ARTWORK BY SAMMY BALOJI
In our 35th issue (May-June 2021), Decolonial Ecologies, we featured a long-format interview of Lubumbashi-born artist Sammy Baloji about the extractivist continuum in Katanga (south of the Democratic Republic of the Congo). His present work, Shinkolobwe’s Abstraction (in collaboration with Pedro Monaville), can be read in the continuity of this conversation, as well as in dialogue with other contributions to this issue, as it links the Belgian uranium extraction in Katanga to the 1945 US nuclear bombing of Hiroshima. The following introductory text was written by Oliver Fuke for a recent exhibition at Goldsmiths Centre for Contemporary Art (2024), in London.

The artworks and research that was presented in Goldsmiths Centre for Contemporary Art’s Weston Gallery relate to Sammy Baloji and historian Pedro Monaville’s ongoing dialogue about extractivism, neocolonial and Cold War interventionism in the Congo, student decolonial resistance in the 1960s, and abstraction.

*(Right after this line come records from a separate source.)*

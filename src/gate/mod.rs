//! Dataset gate
//!
//! Decides whether a run may be created based on the health of the dataset
//! linked to its environment.

use std::fmt;
use std::sync::Arc;
use thiserror::Error;
use tracing::{debug, info};

use crate::models::{Catalog, DatasetVersion, HealthStatus, NewRun, ValidationStatus};

/// Outcome of validating a dataset version
#[derive(Clone, Debug, PartialEq, Eq)]
pub struct GateVerdict {
    pub is_valid: bool,
    pub detail: Option<String>,
}

impl GateVerdict {
    pub fn pass() -> Self {
        Self {
            is_valid: true,
            detail: None,
        }
    }

    pub fn reject(detail: impl Into<String>) -> Self {
        Self {
            is_valid: false,
            detail: Some(detail.into()),
        }
    }
}

/// Gate errors
#[derive(Error, Debug, Clone, PartialEq, Eq)]
pub enum GateError {
    #[error("Unknown suite {0}")]
    UnknownSuite(u64),

    #[error("Unknown environment {0}")]
    UnknownEnvironment(u64),

    #[error("Dataset validation failed for version {version}: {detail}")]
    Rejected { version: String, detail: String },
}

/// Validation engine selectable by configuration
#[derive(Clone, Copy, Debug, Default, PartialEq, Eq, serde::Serialize, serde::Deserialize)]
#[serde(rename_all = "lowercase")]
pub enum EngineKind {
    #[default]
    Health,
    None,
}

impl EngineKind {
    pub fn parse(s: &str) -> Option<EngineKind> {
        match s.to_lowercase().as_str() {
            "health" => Some(EngineKind::Health),
            "none" | "off" => Some(EngineKind::None),
            _ => None,
        }
    }
}

impl fmt::Display for EngineKind {
    fn fmt(&self, f: &mut fmt::Formatter<'_>) -> fmt::Result {
        match self {
            EngineKind::Health => f.write_str("health"),
            EngineKind::None => f.write_str("none"),
        }
    }
}

/// Validation engine seam
pub trait ValidationEngine: Send + Sync {
    fn validate(&self, version: &DatasetVersion) -> GateVerdict;
}

/// Judges a version by its recorded health, validation state and expectations
#[derive(Debug, Default)]
pub struct HealthEngine;

impl ValidationEngine for HealthEngine {
    fn validate(&self, version: &DatasetVersion) -> GateVerdict {
        if version.health_status == HealthStatus::Unhealthy {
            return GateVerdict::reject(format!("dataset version {} is unhealthy", version.version));
        }
        if version.validation_status == ValidationStatus::Failed {
            return GateVerdict::reject(format!(
                "dataset version {} failed validation",
                version.version
            ));
        }
        if let Some(expectations) = &version.expectations {
            if let Err(e) = serde_json::from_str::<serde_json::Value>(expectations) {
                return GateVerdict::reject(format!("invalid expectations document: {e}"));
            }
        }
        GateVerdict::pass()
    }
}

/// Build the engine named in configuration
pub fn engine_for(kind: EngineKind) -> Option<Arc<dyn ValidationEngine>> {
    match kind {
        EngineKind::Health => Some(Arc::new(HealthEngine)),
        EngineKind::None => None,
    }
}

pub struct DatasetGate {
    catalog: Arc<Catalog>,
    engine: Option<Arc<dyn ValidationEngine>>,
}

impl DatasetGate {
    pub fn new(catalog: Arc<Catalog>, engine: Option<Arc<dyn ValidationEngine>>) -> Self {
        Self { catalog, engine }
    }

    /// Validate one dataset version by id
    pub fn validate(&self, version_id: u64) -> GateVerdict {
        let Some(engine) = &self.engine else {
            debug!("No validation engine configured, passing version {}", version_id);
            return GateVerdict::pass();
        };
        match self.catalog.dataset_version(version_id) {
            Some(version) => engine.validate(version),
            None => GateVerdict::reject(format!("dataset version {version_id} not found")),
        }
    }

    /// Check whether a run may be created.
    ///
    /// Returns the dataset version the run will record, if any.
    pub fn check_run(&self, request: &NewRun) -> Result<Option<DatasetVersion>, GateError> {
        let suite = self
            .catalog
            .suite(request.suite_id)
            .ok_or(GateError::UnknownSuite(request.suite_id))?;
        let environment = self
            .catalog
            .environment(request.environment_id)
            .ok_or(GateError::UnknownEnvironment(request.environment_id))?;

        let latest = environment
            .dataset_id
            .and_then(|id| self.catalog.latest_version(id))
            .cloned();

        if !suite.require_dataset_health {
            return Ok(latest);
        }
        let Some(version) = latest else {
            return Ok(None);
        };

        let verdict = self.validate(version.id);
        if !verdict.is_valid {
            let detail = verdict
                .detail
                .unwrap_or_else(|| "validation failed".to_string());
            info!(
                "Dataset gate rejected suite {} on {}: {}",
                suite.name, environment.name, detail
            );
            return Err(GateError::Rejected {
                version: version.version,
                detail,
            });
        }

        debug!("Dataset version {} passed the gate", version.version);
        Ok(Some(version))
    }
}

#[cfg(test)]
mod tests {
    use super::*;
    use crate::models::{Dataset, Environment, Suite};
    use chrono::{TimeZone, Utc};
    use std::sync::atomic::{AtomicUsize, Ordering};

    struct CountingEngine {
        calls: AtomicUsize,
    }

    impl ValidationEngine for CountingEngine {
        fn validate(&self, _version: &DatasetVersion) -> GateVerdict {
            self.calls.fetch_add(1, Ordering::SeqCst);
            GateVerdict::reject("always")
        }
    }

    fn version(id: u64, ts: i64, health: HealthStatus) -> DatasetVersion {
        DatasetVersion {
            id,
            dataset_id: 1,
            version: format!("v{id}"),
            health_status: health,
            validation_status: ValidationStatus::Pending,
            expectations: None,
            created_at: Utc.timestamp_opt(ts, 0).unwrap(),
        }
    }

    fn catalog(require: bool, versions: Vec<DatasetVersion>) -> Arc<Catalog> {
        Arc::new(Catalog {
            suites: vec![Suite {
                id: 1,
                project_id: 1,
                name: "smoke".to_string(),
                layer: Default::default(),
                tags: vec![],
                shards: None,
                retries: 0,
                timeout: None,
                require_dataset_health: require,
            }],
            environments: vec![Environment {
                id: 1,
                project_id: 1,
                name: "staging".to_string(),
                base_url: None,
                api_url: None,
                dataset_id: Some(1),
            }],
            datasets: vec![Dataset {
                id: 1,
                name: "users".to_string(),
                versions,
            }],
            ..Default::default()
        })
    }

    fn request() -> NewRun {
        NewRun {
            project_id: 1,
            suite_id: 1,
            environment_id: 1,
            ..Default::default()
        }
    }

    #[test]
    fn test_bypass_never_invokes_engine() {
        let engine = Arc::new(CountingEngine {
            calls: AtomicUsize::new(0),
        });
        let gate = DatasetGate::new(
            catalog(false, vec![version(1, 10, HealthStatus::Unhealthy)]),
            Some(engine.clone() as Arc<dyn ValidationEngine>),
        );
        let selected = gate.check_run(&request()).unwrap();
        assert_eq!(selected.map(|v| v.id), Some(1));
        assert_eq!(engine.calls.load(Ordering::SeqCst), 0);
    }

    #[test]
    fn test_latest_unhealthy_rejects() {
        let gate = DatasetGate::new(
            catalog(
                true,
                vec![
                    version(1, 10, HealthStatus::Healthy),
                    version(2, 20, HealthStatus::Unhealthy),
                ],
            ),
            engine_for(EngineKind::Health),
        );
        let err = gate.check_run(&request()).unwrap_err();
        assert!(matches!(err, GateError::Rejected { ref version, .. } if version == "v2"));
    }

    #[test]
    fn test_older_unhealthy_is_ignored() {
        let gate = DatasetGate::new(
            catalog(
                true,
                vec![
                    version(1, 10, HealthStatus::Unhealthy),
                    version(2, 20, HealthStatus::Unknown),
                ],
            ),
            engine_for(EngineKind::Health),
        );
        assert_eq!(gate.check_run(&request()).unwrap().map(|v| v.id), Some(2));
    }

    #[test]
    fn test_missing_engine_passes() {
        let gate = DatasetGate::new(
            catalog(true, vec![version(1, 10, HealthStatus::Unhealthy)]),
            engine_for(EngineKind::None),
        );
        assert!(gate.check_run(&request()).is_ok());
    }

    #[test]
    fn test_no_versions_passes() {
        let gate = DatasetGate::new(catalog(true, vec![]), engine_for(EngineKind::Health));
        assert!(gate.check_run(&request()).unwrap().is_none());
    }

    #[test]
    fn test_validate_unknown_version() {
        let gate = DatasetGate::new(catalog(true, vec![]), engine_for(EngineKind::Health));
        let verdict = gate.validate(99);
        assert!(!verdict.is_valid);
        assert_eq!(verdict.detail.as_deref(), Some("dataset version 99 not found"));
    }

    #[test]
    fn test_health_engine_expectations() {
        let mut v = version(1, 10, HealthStatus::Healthy);
        v.expectations = Some(r#"{"min_rows": 10}"#.to_string());
        assert!(HealthEngine.validate(&v).is_valid);

        v.expectations = Some("{broken".to_string());
        assert!(!HealthEngine.validate(&v).is_valid);

        v.expectations = None;
        v.validation_status = ValidationStatus::Failed;
        assert!(!HealthEngine.validate(&v).is_valid);
    }

    #[test]
    fn test_unknown_suite() {
        let gate = DatasetGate::new(catalog(true, vec![]), None);
        let mut req = request();
        req.suite_id = 5;
        assert_eq!(gate.check_run(&req).unwrap_err(), GateError::UnknownSuite(5));
    }
}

In 1942, a Belgian mining company called the Union Minière du Haut-Katanga sold the United States the large quantity of uranium it required to construct the atomic bombs that it would detonate over Hiroshima three years later. Most of this radioactive material had been extracted from a mine near the village of Shinkolobwe. In the following decades, the Congo was of great interest to the major Cold War powers and remained one of the world’s largest suppliers of uranium. As Monaville has recently written, ‘Colonial extractivism in Katanga literally powered the forces of the Cold War, as the nuclear arms race aggravated and foreshadowed the growing antagonisms between the Soviet Union and the United States.’ Shinkolobwe’s Abstraction (2022) is a composition comprising fifteen screenprints in a five by three grid. This work recomposes uranium into coloured abstracted forms in yellow and red and superimposes them on top of a black and white image of an atomic bomb mushroom cloud, perhaps suggesting that the exploitation of such underground geological formations, often via coerced labour, paved the way for nuclear war.